JavaPairReceiverInputDStream<String, String> kafkaStream = KafkaUtils.createStream(...);
JavaPairDStream<String, Integer> streamRDD = kafkaStream.flatMapToPair(new PairFlatMapFunction<Tuple2<String, String>, String, Integer>() {
@Override
public Iterator<Tuple2<String, Integer> call(Tuple2<String, String> data) {
String jsonString = data._2;
JSON jsonObj = JSON.parse(jsonString);
Date eventDate = ... // get date from json object
// Assume startTime is broadcast variable that is set to the time when the job started.
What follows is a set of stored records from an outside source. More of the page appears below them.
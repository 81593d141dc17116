use crate::{models::NamedParameter, WeightPrecision};
use log::debug;
use ndarray::{Array, ArrayBase, Dimension, ShapeError, StrideShape};
use ndarray_npy::{NpzReader, NpzWriter, ReadNpzError, WriteNpzError};
use rand::{distributions::Uniform, rngs::StdRng, Rng, SeedableRng};
use serde_json::{self, Map, Value};
use std::io::{Cursor, Read, Seek};
use std::{fs, path::Path};
use thiserror::Error;

type WeightResult<T> = Result<T, WeightError>;

#[derive(Error, Debug)]
pub enum WeightError {
    #[error("No weights with name {0} found")]
    WeightKeyError(String),
    #[error("Weight file didn't have the correct format (required: JSON dict of pairs (key, flattened array of weights))")]
    WeightFormatError,
    #[error("Weight file not found. Filesystem reported error\n {0}.")]
    WeightFileNotFoundError(#[from] std::io::Error),
    #[error("Weight file not readable. Filesystem reported error\n {0}.")]
    WeightFileNpzError(#[from] ReadNpzError),
    #[error("Weight file not writable. Filesystem reported error\n {0}.")]
    WeightFileNpzWriteError(#[from] WriteNpzError),
    #[error("Wrong shape for weight:\n {0}.")]
    WeightShapeError(#[from] ShapeError),
    #[error("Weight {name} has shape {found:?}, expected {expected:?}.")]
    WeightShapeMismatch {
        name: String,
        expected: Vec<usize>,
        found: Vec<usize>,
    },
}

pub trait WeightLoader {
    fn get_weight<D, Sh>(
        &mut self,
        param_name: &str,
        shape: Sh,
    ) -> WeightResult<Array<WeightPrecision, D>>
    where
        D: Dimension,
        Sh: Into<StrideShape<D>>;
}

pub struct JsonWeightLoader {
    content: Map<String, Value>,
}

impl JsonWeightLoader {
    pub fn new<P: AsRef<Path>>(path: P) -> WeightResult<JsonWeightLoader> {
        let raw_file = fs::read_to_string(path)?;
        JsonWeightLoader::from_json(&raw_file)
    }

    pub fn from_json(raw: &str) -> WeightResult<JsonWeightLoader> {
        let parsed: Value = serde_json::from_str(raw).map_err(|_| WeightError::WeightFormatError)?;
        match parsed {
            Value::Object(content) => Ok(JsonWeightLoader { content }),
            _ => Err(WeightError::WeightFormatError),
        }
    }
}

impl WeightLoader for JsonWeightLoader {
    /// Returns weights with the given name from the weight loader. Weights are stored in a
    /// FLATTENED form (to facilitate working with JSON, as then all arrays have the same length.)
    fn get_weight<D, Sh>(
        &mut self,
        param_name: &str,
        shape: Sh,
    ) -> WeightResult<Array<WeightPrecision, D>>
    where
        D: Dimension,
        Sh: Into<StrideShape<D>>,
    {
        let raw_arr = self
            .content
            .get(param_name)
            .ok_or_else(|| WeightError::WeightKeyError(param_name.to_string()))?;

        let raw_value_vector = match raw_arr {
            Value::Array(v) => v,
            _ => return Err(WeightError::WeightFormatError),
        };

        let weight_vector: Result<Vec<_>, _> = raw_value_vector
            .iter()
            .map(|j| {
                j.as_f64()
                    .map(|v| v as f32)
                    .ok_or(WeightError::WeightFormatError)
            })
            .collect();

        let weights = Array::from_shape_vec(shape, weight_vector?)?;

        Ok(weights)
    }
}

pub struct NpzWeightLoader<R>
where
    R: Seek + Read,
{
    handle: R,
}

impl NpzWeightLoader<std::fs::File> {
    pub fn from_path<P: AsRef<Path>>(path: P) -> WeightResult<NpzWeightLoader<std::fs::File>> {
        let handle = std::fs::File::open(path)?;
        Ok(NpzWeightLoader { handle })
    }
}

impl<'a> NpzWeightLoader<Cursor<&'a [u8]>> {
    pub fn from_buffer(bytes_array: &'a [u8]) -> WeightResult<NpzWeightLoader<Cursor<&'a [u8]>>> {
        Ok(NpzWeightLoader {
            handle: Cursor::new(bytes_array),
        })
    }
}

impl<R> WeightLoader for NpzWeightLoader<R>
where
    R: Seek + Read,
{
    fn get_weight<D, Sh>(
        &mut self,
        param_name: &str,
        shape: Sh,
    ) -> WeightResult<Array<WeightPrecision, D>>
    where
        D: Dimension,
        Sh: Into<StrideShape<D>>,
    {
        // The reader in the npy package has to be mut, so we recreate it for every weight.
        let mut reader = NpzReader::new(&mut self.handle)?;

        let arr: ArrayBase<_, D> = reader.by_name(param_name)?;

        let expected = shape.into().raw_dim().clone();
        if arr.raw_dim() != expected {
            return Err(WeightError::WeightShapeMismatch {
                name: param_name.to_string(),
                expected: expected.slice().to_vec(),
                found: arr.shape().to_vec(),
            });
        }
        Ok(arr)
    }
}

/// Produces freshly initialized weights instead of reading them, with the
/// initializers keras uses by default: Glorot uniform for kernels, zeros for
/// biases, betas and moving means, ones for gammas and moving variances.
///
/// The kind of parameter is derived from the last path segment of its name.
pub struct RandomWeightLoader {
    rng: StdRng,
}

impl RandomWeightLoader {
    pub fn new(seed: u64) -> RandomWeightLoader {
        RandomWeightLoader {
            rng: StdRng::seed_from_u64(seed),
        }
    }

    /// Glorot uniform limit sqrt(6 / (fan_in + fan_out)). For a kernel of
    /// shape (a, b, kh, kw) the fans are a * kh * kw and b * kh * kw; as only
    /// their sum matters, the layout of transposed kernels makes no difference.
    fn glorot_limit(dims: &[usize]) -> f32 {
        let (fan_in, fan_out) = match dims {
            [] => (1, 1),
            [n] => (*n, *n),
            [a, b] => (*a, *b),
            [a, b, rest @ ..] => {
                let receptive_field: usize = rest.iter().product();
                (a * receptive_field, b * receptive_field)
            }
        };
        (6.0 / (fan_in + fan_out).max(1) as f32).sqrt()
    }
}

impl WeightLoader for RandomWeightLoader {
    fn get_weight<D, Sh>(
        &mut self,
        param_name: &str,
        shape: Sh,
    ) -> WeightResult<Array<WeightPrecision, D>>
    where
        D: Dimension,
        Sh: Into<StrideShape<D>>,
    {
        let dim = shape.into().raw_dim().clone();
        let kind = param_name.rsplit('/').next().unwrap_or(param_name);
        let weights = match kind {
            "kernel" => {
                let limit = RandomWeightLoader::glorot_limit(dim.slice());
                let distribution = Uniform::new_inclusive(-limit, limit);
                let rng = &mut self.rng;
                Array::from_shape_simple_fn(dim, || rng.sample(distribution))
            }
            "bias" | "beta" | "moving_mean" => Array::zeros(dim),
            "gamma" | "moving_variance" => Array::ones(dim),
            _ => return Err(WeightError::WeightKeyError(param_name.to_string())),
        };
        debug!("Initialized {} with shape {:?}", param_name, weights.shape());
        Ok(weights)
    }
}

/// Writes named parameters into a numpy .npz archive, readable by [`NpzWeightLoader`].
pub fn save_weights<P: AsRef<Path>>(
    path: P,
    parameters: &[NamedParameter<'_>],
) -> WeightResult<()> {
    let file = fs::File::create(path)?;
    let mut npz = NpzWriter::new(file);
    for (name, weights) in parameters {
        npz.add_array(name.as_str(), weights)?;
    }
    npz.finish()?;
    Ok(())
}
if (eventDate.after(startTime.value())) {
ArrayList<Tuple2<String, Integer>> pairs = new ArrayList<Tuple2<String, Integer>>();
pairs.add(new Tuple2<String, Integer>(jsonObj.get("date"), 1));
return pairs;
} else {
return new ArrayList<Tuple2<String, Integer>>(0); // Return empty list when we ignore some logs
}
}
}).reduceByKey(new Function2<Integer, Integer, Integer>() {
@Override
public Integer call(Integer count1, Integer count2) {
return count1 + count2;
}
}).updateStateByKey(new Function2<List<Integer>, Optional<List<Integer>>, Optional<Integer>>() {
@Override
public Optional<Integer> call(List<Integer> counts, Optional<Integer> state) {
Integer previousValue = state.or(0l);
Integer currentValue = ... // Sum of counts
return Optional.of(previousValue + currentValue);
}
});
save(streamRDD); // Assume this saves the stream RDD somewhere
sc.start();
sc.awaitTermination();
Question:
How do I combine the results from the streamRDD with the batchRDD?
Let's say that batchRDD
has the following data and this job was run on 2014-10-16:
("2014-10-15", 1000000)
("2014-10-16", 2000000)
Since the Cassandra query only included all the data up to the start time of the batch query, we must read from Kafka when the query is finished, only considering logs after the job's start time. We assume that the query takes a long time. This means that I need to combine the historical results with the streaming results.
For illustration:
|------------------------|-------------|--------------|--------->
tBatchStart tStreamStart streamBatch1 streamBatch2
Then suppose that in the first stream batch we got this data:
("2014-10-19", 1000)
Then I want to combine the batch RDD with this stream RDD so that the stream RDD now has the value:
("2014-10-19", 2001000)
Then suppose that in the second stream batch we got this data:
("2014-10-19", 4000)
Then the stream RDD should be updated to have the value:
("2014-10-19", 2005000)
And so on...
It's possible to use streamRDD.transformToPair(...)
to combine the streamRDD data with the batchRDD data using a join
, but if we do this for each stream chunk, then we would be adding the count from the batchRDD for every stream chunk making the state value "double counted", when it should only be added to the first stream chunk.